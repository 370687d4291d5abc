//! Bevy integration.
//!
//! [`ConsolePlugin`] makes [`Console`] a resource. Any system can submit text
//! with a [`ConsoleSubmit`] message; the plugin executes it during `Update`
//! and answers with one [`ConsoleLine`] per line of output.

use bevy::prelude::*;

use crate::core::{Console, ERROR_PREFIX};

/// Text submitted for execution.
///
/// ```ignore
/// fn apply_cheats(mut submit: MessageWriter<ConsoleSubmit>) {
///     submit.write(ConsoleSubmit::from("set god 1; set noclip 1"));
/// }
/// ```
#[derive(Message, Debug, Clone, PartialEq, Eq)]
pub struct ConsoleSubmit(pub String);

impl From<&str> for ConsoleSubmit {
    fn from(text: &str) -> Self {
        Self(text.to_string())
    }
}

impl From<String> for ConsoleSubmit {
    fn from(text: String) -> Self {
        Self(text)
    }
}

/// One line produced by executing a [`ConsoleSubmit`].
#[derive(Message, Debug, Clone, PartialEq, Eq)]
pub struct ConsoleLine {
    pub kind: LineKind,
    pub text: String,
}

/// What a [`ConsoleLine`] carries. UIs use it to pick a colour.
#[derive(Debug, Clone, Copy, PartialEq, Eq)]
pub enum LineKind {
    /// The submitted text, prefixed with `> `.
    Echo,
    /// Output written by a command or `get`.
    Value,
    /// A `CONSOLE ERROR:` line.
    Diagnostic,
}

impl ConsoleLine {
    fn echo(submitted: &str) -> Self {
        Self {
            kind: LineKind::Echo,
            text: format!("> {}", submitted),
        }
    }

    fn output(text: &str) -> Self {
        let kind = if text.starts_with(ERROR_PREFIX) {
            LineKind::Diagnostic
        } else {
            LineKind::Value
        };
        Self {
            kind,
            text: text.to_string(),
        }
    }
}

/// Adds the [`Console`] resource and runs submitted text against it.
///
/// ```ignore
/// App::new()
///     .add_plugins((MinimalPlugins, ConsolePlugin))
///     .add_systems(Startup, |mut console: ResMut<Console>| {
///         console.bind_cmd("ping", || "pong".to_string());
///     })
///     .run();
/// ```
#[derive(Default)]
pub struct ConsolePlugin;

impl Plugin for ConsolePlugin {
    fn build(&self, app: &mut App) {
        app.init_resource::<Console>()
            .add_message::<ConsoleSubmit>()
            .add_message::<ConsoleLine>()
            .add_systems(Update, run_submitted);
    }
}

fn run_submitted(
    console: Res<Console>,
    mut submitted: MessageReader<ConsoleSubmit>,
    mut lines: MessageWriter<ConsoleLine>,
) {
    for ConsoleSubmit(text) in submitted.read() {
        lines.write(ConsoleLine::echo(text));

        let mut out = String::new();
        console.execute(text, &mut out);
        lines.write_batch(out.lines().map(ConsoleLine::output));
    }
}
^^^^
_What this task involves_: From the listing above, find the number of lines with the word "ConsoleLine" in them. Answer with the number only.

_Solution for this task_: 8